ASSIGNED TASK =>
Search the data for "Evite". Each line containing it is to be copied.

GIVEN RECORDS =>
//! Integration tests for custom rule sets loaded from TOML

use std::io::Write;

use medpost_guard::{Channel, ComplianceAnalyzer, Config, RuleCategory, RuleSet, Severity};
use tempfile::NamedTempFile;

const DENTAL_RULES: &str = r#"
baseline_disclaimer = "Consulte seu dentista."

[[category]]
category = "prices"
terms = ["parcelado", "r$"]

[[category]]
category = "superlatives"
severity = "info"
terms = ["sorriso perfeito"]
suggestion = "Evite prometer um \"{term}\"."

[[disclaimer]]
triggers = ["implante", "clareamento"]
disclaimer = "Procedimentos odontológicos exigem avaliação prévia."
"#;

fn rules_file(content: &str) -> NamedTempFile {
    let mut file = NamedTempFile::new().unwrap();
    file.write_all(content.as_bytes()).unwrap();
    file
}

#[test]
fn test_custom_rules_replace_builtin() {
    let file = rules_file(DENTAL_RULES);
    let rules = RuleSet::from_file(file.path()).unwrap();
    let analyzer = ComplianceAnalyzer::new(rules).unwrap();

    // Built-in guarantee terms are not part of this rule set
    let report = analyzer.analyze("Garantia de sorriso perfeito", Channel::Instagram);
    assert!(report.is_compliant);
    assert_eq!(report.score, 100);
    assert_eq!(report.findings.len(), 1);
    assert_eq!(report.findings[0].severity, Severity::Info);
    assert_eq!(
        report.findings[0].suggestion.as_deref(),
        Some("Evite prometer um \"sorriso perfeito\".")
    );
    assert_eq!(report.findings[0].citation.as_deref(), Some("CFM - Art. 114"));
    assert_eq!(report.disclaimers, vec!["Consulte seu dentista."]);
}

#[test]
fn test_custom_category_default_severity() {
    let file = rules_file(DENTAL_RULES);
    let analyzer = ComplianceAnalyzer::new(RuleSet::from_file(file.path()).unwrap()).unwrap();

    let report = analyzer.analyze("Implante parcelado em 10x", Channel::Facebook);
    assert!(!report.is_compliant);
    assert_eq!(report.score, 75);
    assert_eq!(report.findings[0].category, RuleCategory::Prices);
    assert_eq!(
        report.disclaimers,
        vec![
            "Procedimentos odontológicos exigem avaliação prévia.",
            "Consulte seu dentista.",
        ]
    );
}

#[test]
fn test_config_points_at_rules_file() {
    let file = rules_file(DENTAL_RULES);
    let config_toml = format!(
        "[rules]\nrules_file = {:?}\n",
        file.path().to_string_lossy()
    );
    let config_file = rules_file(&config_toml);

    let config = Config::load_from(config_file.path()).unwrap();
    let rules = config.rule_set().unwrap();
    assert_eq!(rules.categories.len(), 2);
    assert_eq!(rules.baseline_disclaimer.as_deref(), Some("Consulte seu dentista."));
}

#[test]
fn test_invalid_rules_file() {
    let file = rules_file("[[category]]\ncategory = \"guarantees\"\nterms = [\"\"]\n");
    assert!(RuleSet::from_file(file.path()).is_err());

    let file = rules_file("this is not toml = = =");
    assert!(RuleSet::from_file(file.path()).is_err());
}

#[test]
fn test_repeated_terms_yield_one_finding() {
    let file = rules_file(
        "[[category]]\ncategory = \"guarantees\"\nterms = [\"garantia\", \"GARANTIA\", \" Garantia \"]\n",
    );
    let analyzer = ComplianceAnalyzer::new(RuleSet::from_file(file.path()).unwrap()).unwrap();

    let report = analyzer.analyze("garantia", Channel::Instagram);
    let ids: Vec<&str> = report.findings.iter().map(|f| f.id.as_str()).collect();
    assert_eq!(ids, vec!["guarantees_garantia"]);
    assert_eq!(report.score, 75);
}

#[test]
fn test_repeated_category_block_rejected() {
    let file = rules_file(
        "[[category]]\ncategory = \"guarantees\"\nterms = [\"garantia\"]\n\n\
         [[category]]\ncategory = \"guarantees\"\nterms = [\"GARANTIA\"]\n",
    );
    assert!(RuleSet::from_file(file.path()).is_err());
}

#[test]
fn test_padded_term_matches_whole_word() {
    let file = rules_file("[[category]]\ncategory = \"prices\"\nterms = [\" desconto \"]\n");
    let analyzer = ComplianceAnalyzer::new(RuleSet::from_file(file.path()).unwrap()).unwrap();

    let report = analyzer.analyze("Desconto!", Channel::Instagram);
    assert_eq!(report.findings.len(), 1);
    assert_eq!(report.findings[0].term, "desconto");
}

#[test]
fn test_mixed_case_trigger_fires() {
    let file = rules_file(
        "[[disclaimer]]\ntriggers = [\"Cirurgia\"]\ndisclaimer = \"Toda cirurgia envolve riscos.\"\n",
    );
    let analyzer = ComplianceAnalyzer::new(RuleSet::from_file(file.path()).unwrap()).unwrap();

    let report = analyzer.analyze("Cirurgia plástica", Channel::Instagram);
    assert_eq!(report.disclaimers, vec!["Toda cirurgia envolve riscos."]);
}

#[test]
fn test_blank_trigger_rejected() {
    let file = rules_file("[[disclaimer]]\ntriggers = [\" \"]\ndisclaimer = \"X\"\n");
    assert!(RuleSet::from_file(file.path()).is_err());
}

EXERCISE RESULT =>
suggestion = "Evite prometer um \"{term}\"."
        Some("Evite prometer um \"sorriso perfeito\".")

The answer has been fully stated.